The Stoneman Raid

In July, 1864, Union forces under Maj. Gen. W.T. Sherman, USA, closed in on Atlanta. Finding its fortifications “too strong to assault and too extensive to invest,” Sherman sought to force its evacuation by sending Maj. Gen. Geo. Stoneman, with three cavalry brigades (2112 men and 2 guns), to destroy enough of the railroad to Macon to shut off the flow of supplies. On the 27th, Stoneman moved south through Decatur, crossed the Ocmulgee (Yellow) River near Covington, and marched down the east bank toward Macon.

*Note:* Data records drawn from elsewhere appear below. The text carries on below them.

use crate::{DependencyGraph, GraphError, Result};
use serde::{Deserialize, Serialize};
use std::collections::{BTreeMap, BTreeSet, HashMap};

/// An id expanded this many times is attached without children afterwards.
/// Its subtree has been walked already, so the unique set is unaffected.
pub const MAX_UNIQUE_APPEARANCES: usize = 10;

/// Id of the virtual root produced by [`flatten_graph`].
pub const FLAT_ROOT_ID: &str = "root";

/// Canonical id → merged type tags.
pub type UniqueDeps = BTreeMap<String, BTreeSet<String>>;

/// One vertex of a dependency tree, in the shape the scan service accepts.
#[derive(Debug, Clone, Default, PartialEq, Eq, Serialize, Deserialize)]
pub struct GraphNode {
    #[serde(rename = "component_id")]
    pub id: String,
    #[serde(default, skip_serializing_if = "Vec::is_empty")]
    pub types: Vec<String>,
    #[serde(default, skip_serializing_if = "Vec::is_empty")]
    pub nodes: Vec<GraphNode>,
}

impl GraphNode {
    pub fn new(id: impl Into<String>) -> Self {
        Self {
            id: id.into(),
            ..Self::default()
        }
    }

    pub fn with_children(id: impl Into<String>, nodes: Vec<GraphNode>) -> Self {
        Self {
            id: id.into(),
            types: Vec::new(),
            nodes,
        }
    }

    /// Number of vertices in the tree, root included.
    pub fn node_count(&self) -> usize {
        1 + self.nodes.iter().map(GraphNode::node_count).sum::<usize>()
    }

    /// Every root-to-node path ending at `target`, as id lists.
    pub fn paths_to(&self, target: &str) -> Vec<Vec<String>> {
        let mut paths = Vec::new();
        let mut current = Vec::new();
        collect_paths(self, target, &mut current, &mut paths);
        paths
    }

    /// Visits every root-to-leaf path.
    pub fn for_each_leaf_path(&self, visit: &mut impl FnMut(&[&GraphNode])) {
        fn walk<'a>(
            node: &'a GraphNode,
            path: &mut Vec<&'a GraphNode>,
            visit: &mut impl FnMut(&[&GraphNode]),
        ) {
            path.push(node);
            if node.nodes.is_empty() {
                visit(path);
            }
            for child in &node.nodes {
                walk(child, path, visit);
            }
            path.pop();
        }
        let mut path = Vec::new();
        walk(self, &mut path, visit);
    }
}

fn collect_paths(
    node: &GraphNode,
    target: &str,
    current: &mut Vec<String>,
    paths: &mut Vec<Vec<String>>,
) {
    current.push(node.id.clone());
    if node.id == target {
        paths.push(current.clone());
    }
    for child in &node.nodes {
        collect_paths(child, target, current, paths);
    }
    current.pop();
}

struct TreeBuilder<'g> {
    graph: &'g DependencyGraph,
    unique: UniqueDeps,
    appearances: HashMap<&'g str, usize>,
}

impl<'g> TreeBuilder<'g> {
    fn build(&mut self, id: &'g str, ancestors: &mut Vec<&'g str>) -> GraphNode {
        let types: Vec<String> = self
            .graph
            .types(id)
            .map(|types| types.iter().cloned().collect())
            .unwrap_or_default();
        self.unique
            .entry(id.to_string())
            .or_default()
            .extend(types.iter().cloned());

        let mut node = GraphNode {
            id: id.to_string(),
            types,
            nodes: Vec::new(),
        };

        let seen = self.appearances.entry(id).or_insert(0);
        *seen += 1;
        if *seen > MAX_UNIQUE_APPEARANCES {
            return node;
        }

        ancestors.push(id);
        for child in self.graph.children(id) {
            if ancestors.contains(&child) {
                log::debug!("Cycle suppressed: {id} -> {child}");
                continue;
            }
            node.nodes.push(self.build(child, ancestors));
        }
        ancestors.pop();
        node
    }
}

/// Builds the tree rooted at `root` and the unique set of every id reached.
///
/// A child that already appears on the path from the root is not attached,
/// so every root-to-leaf path has distinct ids.
pub fn build_tree(graph: &DependencyGraph, root: &str) -> Result<(GraphNode, UniqueDeps)> {
    let Some(root) = graph.id_ref(root) else {
        return Err(GraphError::NodeNotFound(root.to_string()));
    };
    let mut builder = TreeBuilder {
        graph,
        unique: UniqueDeps::new(),
        appearances: HashMap::new(),
    };
    let mut ancestors = Vec::new();
    let tree = builder.build(root, &mut ancestors);
    Ok((tree, builder.unique))
}

/// Unique set of an already built tree.
pub fn unique_deps(tree: &GraphNode) -> UniqueDeps {
    fn walk(node: &GraphNode, unique: &mut UniqueDeps) {
        unique
            .entry(node.id.clone())
            .or_default()
            .extend(node.types.iter().cloned());
        for child in &node.nodes {
            walk(child, unique);
        }
    }
    let mut unique = UniqueDeps::new();
    walk(tree, &mut unique);
    unique
}

/// One-hop graph: a virtual root whose children are every distinct id of the
/// tree, each carrying its merged types and no children.
pub fn flatten_graph(tree: &GraphNode) -> GraphNode {
    flatten_unique(&unique_deps(tree))
}

pub fn flatten_unique(unique: &UniqueDeps) -> GraphNode {
    GraphNode::with_children(
        FLAT_ROOT_ID,
        unique
            .iter()
            .map(|(id, types)| GraphNode {
                id: id.clone(),
                types: types.iter().cloned().collect(),
                nodes: Vec::new(),
            })
            .collect(),
    )
}

/// Concatenates per-module unique sets; ids shared by modules merge their
/// tags.
pub fn merge_unique<I>(sets: I) -> UniqueDeps
where
    I: IntoIterator<Item = UniqueDeps>,
{
    let mut merged = UniqueDeps::new();
    for set in sets {
        for (id, types) in set {
            merged.entry(id).or_default().extend(types);
        }
    }
    merged
}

On the 30th, at Clinton (12 miles NE), he detached a party of the 14th Illinois Cavalry, which wrecked the railway facilities at Gordon (20 miles E), burned the railway bridge over the Oconee River, and escaped via Milledgeville. He then advanced to East Macon where he was checked by the Georgia Militia, at Dunlap’s farm, supported by a battery in Fort Hawkins. Unable to advance, and learning that Confederate cavalry was advancing through Macon, he shelled the city briefly, then withdrew toward Monticello.

Next morning, Sunday the 31st, he was brought to bay at Sunshine Church (7 miles N of Clinton) by Brig. Gen. Alfred Iverson, Jr., CSA, who, with three cavalry brigades (about 1300 men) had marched from Atlanta to intercept him. Deceived by Iverson’s strategies, Stoneman covered the escape of two of his brigades; then, his ammunition almost gone, he surrendered himself and 600 of his men to what Iverson had contrived to convince him was a substantially superior force.

Marker is on Mulberry Street 0 miles west of New Street, in the median.